The Osteoporosis and Ultrasound (OPUS) population was recruited in five centres (Aberdeen, Berlin, Kiel, Sheffield and Paris) in 1999 to 2001 (“baseline”). The population has been described in detail elsewhere [26], but in brief, all subjects were randomly selected in age-stratified bands. A younger postmenopausal group of women aged 20 to 40 years was recruited (n = 100 from each centre) but was not included in this analysis. For the older postmenopausal group (aged 55 to 80 years) included in this analysis, each centre aimed to recruit 100 subjects in five 5-year age bands. In total, 2,374 older women were included in this analysis. Serum 25(OH)D was measured in a random sub-set (n = 934) by radioimmunoassay (IDS Ltd, Tyne and Wear, UK). As with the APOSS cohort, we also noted the month the sample was given to allow adjustment for seasonality. Serum PTH (n = 2,269) was analysed using immunoassay (Elecsys 2010 immunoanalyser; Roche Diagnostics GmbH, Mannheim, Germany), with a coefficient of variation of 1.3%. DNA was extracted from whole blood with a modification of the ‘salt-out’ technique (Nucleon II™, Scotlab, Paisley, Scotland). Extracted DNA was suspended at a concentration of 200 μg/ml and stored at −20°C. BsmI and FokI have been genotyped in 1,970 subjects to date using the 5′ nuclease assay (Taqman®; Hoffman-LaRoche, Inc., Nutley, NJ, USA). Falls data were collected using the question “Have you fallen in the last year?” with positive respondents then asked to estimate the number of falls they had suffered.

Balance and muscle power were measured. All subjects had grip strength measured using a dynamometer (Takei Grip-D, Takei Scientific, Japan). Measurements were taken twice in both hands and an average noted of the four measurements. The subjects were also asked to get up from a chair (a chair with arms plus a chair without arms). It was noted by the researcher whether the subject was able to get up “easily”, “with some difficulty”, “with difficulty”, “very difficult” or “not possible”. In addition, subjects were asked to walk along a 5-m line marked on the floor without moving off the line. Each subject was asked to walk on the line forwards with normal steps, backwards with normal steps, forwards toe-to-toe and backwards toe-to-toe. The distance at which they stepped off the line was noted (in 10-cm lengths). A ground reaction force plate was used to measure leg force (n = 578). Each subject was asked to stand up quickly, straightening their knees, and sit down immediately. Three measurements were performed and the average used. Measurements recorded were power (kg), force per weight (N/kg), total force (kN), speed (m/s) and total power (kW).

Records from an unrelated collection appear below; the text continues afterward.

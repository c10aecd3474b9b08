use std::sync::Arc;

use async_trait::async_trait;
use thiserror::Error;

use dbtc_core::{ExpectedVersion, UserId};
use dbtc_game::{Job, Profile};

/// Everything stored for one user, read together at one revision.
///
/// An absent profile is reported as a fresh [`Profile::new`]; an absent pool as empty.
/// Neither case writes anything.
#[derive(Debug, Clone, PartialEq, Eq)]
pub struct UserSnapshot {
    pub profile: Profile,
    pub jobs: Vec<Job>,
    pub revision: u64,
}

/// Writes to apply in one [`ProfileStore::commit`]. `None` leaves that record alone.
#[derive(Debug, Clone, Default, PartialEq, Eq)]
pub struct UserChanges {
    pub profile: Option<Profile>,
    pub jobs: Option<Vec<Job>>,
}

impl UserChanges {
    pub fn none() -> Self {
        Self::default()
    }

    pub fn profile(profile: Profile) -> Self {
        Self {
            profile: Some(profile),
            jobs: None,
        }
    }

    pub fn jobs(jobs: Vec<Job>) -> Self {
        Self {
            profile: None,
            jobs: Some(jobs),
        }
    }

    pub fn both(profile: Profile, jobs: Vec<Job>) -> Self {
        Self {
            profile: Some(profile),
            jobs: Some(jobs),
        }
    }

    pub fn is_empty(&self) -> bool {
        self.profile.is_none() && self.jobs.is_none()
    }
}

/// Profile store operation error.
///
/// These are **infrastructure errors** (storage, encoding, concurrency) as opposed to
/// game rule violations, which live in `dbtc_game::JobError`.
#[derive(Debug, Error)]
pub enum StoreError {
    #[error("revision conflict for user {user}: expected {expected:?}, found {actual}")]
    Conflict {
        user: UserId,
        expected: ExpectedVersion,
        actual: u64,
    },

    #[error("record encoding failed: {0}")]
    Serialization(String),

    #[error("store backend error: {0}")]
    Backend(String),

    #[error("store state poisoned")]
    Poisoned,
}

impl From<serde_json::Error> for StoreError {
    fn from(value: serde_json::Error) -> Self {
        StoreError::Serialization(value.to_string())
    }
}

/// Durable per-user storage of profiles and job pools.
///
/// Keys: `profile:<user>`, `jobs:<user>` and a revision counter `rev:<user>` that
/// covers both records.
///
/// ## Write discipline
///
/// - `put` / `set_available` are unconditional overwrites (last writer wins), but still
///   advance the revision so optimistic writers observe them.
/// - `commit` is the compare-and-set primitive: it applies all of its changes and
///   advances the revision by exactly one, or fails with [`StoreError::Conflict`] and
///   writes nothing.
///
/// Every mutation made by the game goes through `commit`; the unconditional operations
/// exist for tooling and tests.
#[async_trait]
pub trait ProfileStore: Send + Sync {
    /// Stored profile, creating a zero-value one if absent.
    ///
    /// Creation is create-if-absent, so concurrent first accesses converge on one record.
    /// Creating does not advance the revision: the created record is indistinguishable
    /// from what `load` reports for an absent one.
    async fn get(&self, user: &UserId) -> Result<Profile, StoreError>;

    async fn put(&self, profile: &Profile) -> Result<(), StoreError>;

    /// The user's job pool; an absent pool is empty, not an error.
    async fn get_available(&self, user: &UserId) -> Result<Vec<Job>, StoreError>;

    async fn set_available(&self, user: &UserId, jobs: &[Job]) -> Result<(), StoreError>;

    async fn load(&self, user: &UserId) -> Result<UserSnapshot, StoreError>;

    /// Apply `changes` iff the user's revision matches `expected`. Returns the new revision.
    async fn commit(
        &self,
        user: &UserId,
        expected: ExpectedVersion,
        changes: UserChanges,
    ) -> Result<u64, StoreError>;
}

#[async_trait]
impl<S> ProfileStore for Arc<S>
where
    S: ProfileStore + ?Sized,
{
    async fn get(&self, user: &UserId) -> Result<Profile, StoreError> {
        (**self).get(user).await
    }

    async fn put(&self, profile: &Profile) -> Result<(), StoreError> {
        (**self).put(profile).await
    }

    async fn get_available(&self, user: &UserId) -> Result<Vec<Job>, StoreError> {
        (**self).get_available(user).await
    }

    async fn set_available(&self, user: &UserId, jobs: &[Job]) -> Result<(), StoreError> {
        (**self).set_available(user, jobs).await
    }

    async fn load(&self, user: &UserId) -> Result<UserSnapshot, StoreError> {
        (**self).load(user).await
    }

    async fn commit(
        &self,
        user: &UserId,
        expected: ExpectedVersion,
        changes: UserChanges,
    ) -> Result<u64, StoreError> {
        (**self).commit(user, expected, changes).await
    }
}

/// Shared, type-erased store handle.
pub type SharedProfileStore = Arc<dyn ProfileStore>;
//! Command routing: one module per top-level command.
//!
//! Handlers return the replies to send instead of sending them, so the drain loop owns
//! delivery (including deferred replies) and every failure surfaces at one boundary.

use std::time::Duration;

use dbtc_infra::DispatchError;
use tracing::warn;

use crate::app::services::AppServices;
use crate::context::CommandContext;

pub mod balance;
pub mod jobs;
pub mod system;
pub mod work;

/// A reply produced by a handler.
#[derive(Debug, Clone, PartialEq, Eq)]
pub enum Reply {
    Now(String),
    /// Posted after `delay` without holding up the drain loop.
    After { delay: Duration, content: String },
}

impl Reply {
    pub fn now(content: impl Into<String>) -> Self {
        Reply::Now(content.into())
    }
}

pub type HandlerResult = Result<Vec<Reply>, DispatchError>;

/// Dispatch a parsed command. `None` for unknown top-level commands, which are ignored.
pub async fn route(services: &AppServices, ctx: &CommandContext) -> Option<HandlerResult> {
    let result = match ctx.keyword() {
        "info" => system::info(),
        "help" => system::help(),
        "work" => {
            settle_overdue(services, ctx).await;
            work::handle(services, ctx).await
        }
        "balance" => {
            settle_overdue(services, ctx).await;
            balance::handle(services, ctx).await
        }
        "jobs" => {
            settle_overdue(services, ctx).await;
            jobs::handle(services, ctx).await
        }
        _ => return None,
    };
    Some(result)
}

/// Pay out a job whose completion timer was lost before the command sees the profile.
async fn settle_overdue(services: &AppServices, ctx: &CommandContext) {
    if let Err(err) = services
        .lifecycle
        .settle(ctx.user(), Some(ctx.reply_target()))
        .await
    {
        warn!(user = %ctx.user(), error = %err, "failed to settle overdue job");
    }
}
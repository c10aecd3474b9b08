use crate::app::replies;
use crate::app::routes::{HandlerResult, Reply};

pub fn info() -> HandlerResult {
    Ok(vec![Reply::now(replies::INFO)])
}

pub fn help() -> HandlerResult {
    Ok(vec![Reply::now(replies::HELP)])
}
use dbtc_game::JobError;
use dbtc_infra::DispatchError;

use crate::app::replies;

/// User-facing reply for a failed command.
///
/// Game rule rejections get their canned text; everything else is an internal failure
/// the user only sees as a generic apology (details go to the log).
pub fn dispatch_error_to_reply(err: &DispatchError) -> String {
    match err {
        DispatchError::Rejected(job) => job_error_to_reply(job),
        DispatchError::Concurrency(_) | DispatchError::Domain(_) | DispatchError::Store(_) => {
            replies::SOMETHING_BROKE.to_string()
        }
    }
}

pub fn job_error_to_reply(err: &JobError) -> String {
    match err {
        JobError::MissingJobId => replies::MISSING_JOB_ID.to_string(),
        JobError::InvalidJobId(_) | JobError::OutOfRange { .. } => {
            replies::INVALID_JOB_ID.to_string()
        }
        JobError::AlreadyWorking { name, .. } => replies::already_working(name),
        JobError::NotWorking | JobError::JobMismatch { .. } => {
            replies::SOMETHING_BROKE.to_string()
        }
    }
}

/// Whether the failure is the user's doing (logged at `info`) rather than ours (`warn`).
pub fn is_user_error(err: &DispatchError) -> bool {
    matches!(err, DispatchError::Rejected(_))
}
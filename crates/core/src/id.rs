//! Strongly-typed identifiers.

use serde::{Deserialize, Serialize};
use uuid::Uuid;

/// Identifier of a chat user.
///
/// This is the stable external ID handed to us by the chat gateway (e.g. a Discord
/// snowflake). We never mint these ourselves.
#[derive(Debug, Clone, PartialEq, Eq, Hash, PartialOrd, Ord, Serialize, Deserialize)]
#[serde(transparent)]
pub struct UserId(String);

impl UserId {
    pub fn new(id: impl Into<String>) -> Self {
        Self(id.into())
    }

    pub fn as_str(&self) -> &str {
        &self.0
    }
}

impl core::fmt::Display for UserId {
    fn fmt(&self, f: &mut core::fmt::Formatter<'_>) -> core::fmt::Result {
        f.write_str(&self.0)
    }
}

impl From<&str> for UserId {
    fn from(value: &str) -> Self {
        Self(value.to_string())
    }
}

impl From<String> for UserId {
    fn from(value: String) -> Self {
        Self(value)
    }
}

/// Identifier of a job offer.
#[derive(Debug, Copy, Clone, PartialEq, Eq, Hash, Serialize, Deserialize)]
#[serde(transparent)]
pub struct JobId(Uuid);

impl JobId {
    /// Create a new identifier.
    ///
    /// Uses UUIDv7 (time-ordered). Prefer passing IDs explicitly in tests
    /// for determinism.
    pub fn new() -> Self {
        Self(Uuid::now_v7())
    }

    pub fn as_uuid(&self) -> &Uuid {
        &self.0
    }
}

impl Default for JobId {
    fn default() -> Self {
        Self::new()
    }
}

impl core::fmt::Display for JobId {
    fn fmt(&self, f: &mut core::fmt::Formatter<'_>) -> core::fmt::Result {
        core::fmt::Display::fmt(&self.0, f)
    }
}

#[cfg(test)]
mod tests {
    use super::*;

    #[test]
    fn user_id_serializes_as_plain_string() {
        let id = UserId::new("123456789012345678");
        let json = serde_json::to_string(&id).unwrap();
        assert_eq!(json, "\"123456789012345678\"");
    }

    #[test]
    fn job_id_round_trips_through_json() {
        let id = JobId::new();
        let json = serde_json::to_string(&id).unwrap();
        assert_eq!(json, format!("\"{id}\""));
        assert_eq!(serde_json::from_str::<JobId>(&json).unwrap(), id);
    }

    #[test]
    fn job_ids_are_v7() {
        assert_eq!(JobId::new().as_uuid().get_version_num(), 7);
    }
}
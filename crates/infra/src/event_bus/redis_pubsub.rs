//! Redis pub/sub-backed message bus (optional).
//!
//! Note: Redis pub/sub is not durable (messages are dropped if nobody is subscribed).
//! That matches the chat gateway's own delivery guarantees; payloads are carried as
//! raw strings and decoded by the consumer.

use std::sync::Arc;

use async_trait::async_trait;
use futures::StreamExt;
use redis::aio::MultiplexedConnection;
use tokio::sync::{Mutex, mpsc};
use tracing::{debug, warn};

use dbtc_events::{BusError, MessageBus, Subscription};

/// Redis pub/sub bus for string payloads.
///
/// Publishing shares one multiplexed connection; every subscription gets its own
/// pub/sub connection and a forwarding task.
#[derive(Debug, Clone)]
pub struct RedisPubSubBus {
    client: redis::Client,
    connection: Arc<Mutex<Option<MultiplexedConnection>>>,
}

impl RedisPubSubBus {
    pub fn new(redis_url: impl AsRef<str>) -> Result<Self, BusError> {
        let client = redis::Client::open(redis_url.as_ref())
            .map_err(|e| BusError::Connection(e.to_string()))?;
        Ok(Self {
            client,
            connection: Arc::new(Mutex::new(None)),
        })
    }

    async fn connection(&self) -> Result<MultiplexedConnection, BusError> {
        let mut guard = self.connection.lock().await;
        if let Some(connection) = guard.as_ref() {
            return Ok(connection.clone());
        }
        let connection = self
            .client
            .get_multiplexed_async_connection()
            .await
            .map_err(|e| BusError::Connection(e.to_string()))?;
        *guard = Some(connection.clone());
        Ok(connection)
    }
}

#[async_trait]
impl MessageBus<String> for RedisPubSubBus {
    async fn publish(&self, topic: &str, message: String) -> Result<(), BusError> {
        let mut connection = self.connection().await?;
        let result: redis::RedisResult<i64> = redis::cmd("PUBLISH")
            .arg(topic)
            .arg(message)
            .query_async(&mut connection)
            .await;

        match result {
            Ok(receivers) => {
                debug!(topic, receivers, "published");
                Ok(())
            }
            Err(e) => {
                // Reconnect on next publish.
                *self.connection.lock().await = None;
                Err(BusError::Publish(e.to_string()))
            }
        }
    }

    async fn subscribe(&self, topic: &str) -> Result<Subscription<String>, BusError> {
        let mut pubsub = self
            .client
            .get_async_pubsub()
            .await
            .map_err(|e| BusError::Connection(e.to_string()))?;
        pubsub
            .subscribe(topic)
            .await
            .map_err(|e| BusError::Subscribe(e.to_string()))?;

        let (tx, rx) = mpsc::unbounded_channel();
        let topic = topic.to_string();

        // Forward until the subscriber goes away or the connection drops.
        tokio::spawn(async move {
            let mut messages = pubsub.into_on_message();
            while let Some(msg) = messages.next().await {
                let payload: String = match msg.get_payload() {
                    Ok(p) => p,
                    Err(e) => {
                        warn!(%topic, error = %e, "dropping non-string pub/sub payload");
                        continue;
                    }
                };
                if tx.send(payload).is_err() {
                    return;
                }
            }
            warn!(%topic, "pub/sub connection closed");
        });

        Ok(Subscription::new(rx))
    }
}
//! Chat message envelopes and the pub/sub bus abstraction.

pub mod bus;
pub mod envelope;
pub mod in_memory_bus;

pub use bus::{BusError, MessageBus, Subscription};
pub use envelope::{Author, IncomingMessage, OutgoingMessage, ReplyTarget};
pub use in_memory_bus::InMemoryMessageBus;
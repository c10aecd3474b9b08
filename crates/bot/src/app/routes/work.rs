use tracing::info;

use dbtc_infra::{Decision, UserChanges};

use crate::app::replies;
use crate::app::routes::{HandlerResult, Reply};
use crate::app::services::AppServices;
use crate::context::CommandContext;

pub async fn handle(services: &AppServices, ctx: &CommandContext) -> HandlerResult {
    match ctx.arg(0) {
        None => shift(services, ctx).await,
        Some("help") => Ok(vec![Reply::now(replies::WORK_HELP)]),
        Some(_) => Ok(vec![Reply::now(replies::WORK_UNKNOWN)]),
    }
}

/// Flat one-shot payout.
async fn shift(services: &AppServices, ctx: &CommandContext) -> HandlerResult {
    let earned = services.work.roll(&mut rand::thread_rng());

    let balance = services
        .dispatcher
        .mutate(ctx.user(), |mut snapshot| {
            snapshot.profile.credit(earned);
            let balance = snapshot.profile.balance;
            Ok(Decision::write(UserChanges::profile(snapshot.profile), balance))
        })
        .await?;

    info!(user = %ctx.user(), earned, balance, "worked a shift");
    Ok(vec![Reply::now(replies::worked(earned, balance))])
}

A second visit was completed between 2005 and 2007 (“visit2”) where further examinations/questionnaires were completed. Written informed consent was obtained from all participants. The study was approved by the appropriate ethics committee at each participating centre.

Multiple fallers are classified as those reporting greater than one fall in the past year (baseline and visit 2). Recurrent fallers are those who indicated at least one fall at both time points.

Statistical analysis

Analyses were performed using SPSS version 15.0 (SPSS Chicago, IL, USA). Logistic regression was used to determine falls risk by calculating odds ratios (OR) and their associated 95% confidence intervals (95% CI). t tests, one-way analysis of variance (ANOVA) and chi-square were also used where appropriate. Chi-square test for Hardy Weinberg equilibrium was performed using Hardy Weinberg Test version 1.10 (Utility Programs for analysis of genetic linkage, J.Ott).

Results

The baseline characteristics of the populations are shown in Table 1. In APOSS, 853 women (22.2%) indicated having sustained a fall in the previous 12 months. In OPUS, where the women are older, 670 of 2,363 (28.4%) indicated a fall at baseline. We categorised the OPUS women according to age group, and the percentage of fallers increased with age (percentage of fallers by age group: 55–59 years = 25%, 60–64 years = 28.2%, 65–69 years = 28.0%, 70–74 years = 28.6% and 75+ years = 33.1%). Using chi-square, this was not statistically significant (χ 2 = 6.17, p = 0.187); however, when a chi-square test for trend was applied, this was statistically significant (χ 2 = 5.05, p = 0.025). Genotype frequencies are shown in Table 2, with chi-square results for deviation from Hardy Weinberg equilibrium. In the Cdx-2 polymorphism, 64.0% of the APOSS cohort was AA homozygote, 31.6% AG heterozygote and 4.4% GG homozygote. In the Fok1, 38.4% of the APOSS cohort was FF homozygote, 46.2% Ff heterozygote and 15.4% ff homozygote, this compared with 34.5% FF homozygote, 49.5% Ff heterozygote and 16.0% ff homozygote in the OPUS cohort. In the Bsm1 polymorphism, 33.9% of the APOSS cohort was bb homozygote, 47.3% Bb heterozygote and 18.9% BB homozygote compared with 35.5% bb homozygote, 49.5% Bb heterozygote and 15.3% BB homozygote in the OPUS cohort. In the Apa1 polymorphism, 31.2% of the APOSS cohort was AA homozygote, 49.8% Aa heterozygote, and 19.0% aa homozygote. In the Taq1 polymorphism, 35.6% of the APOSS cohort was TT homozygotes, 48.2% was Tt heterozygote, and 16.2% was tt homozygote. Table 3 shows the genotype frequencies with regard to faller status. 25(OH)D differed significantly (p = <0.001) when examining the month of measurement for both APOSS and OPUS cohorts.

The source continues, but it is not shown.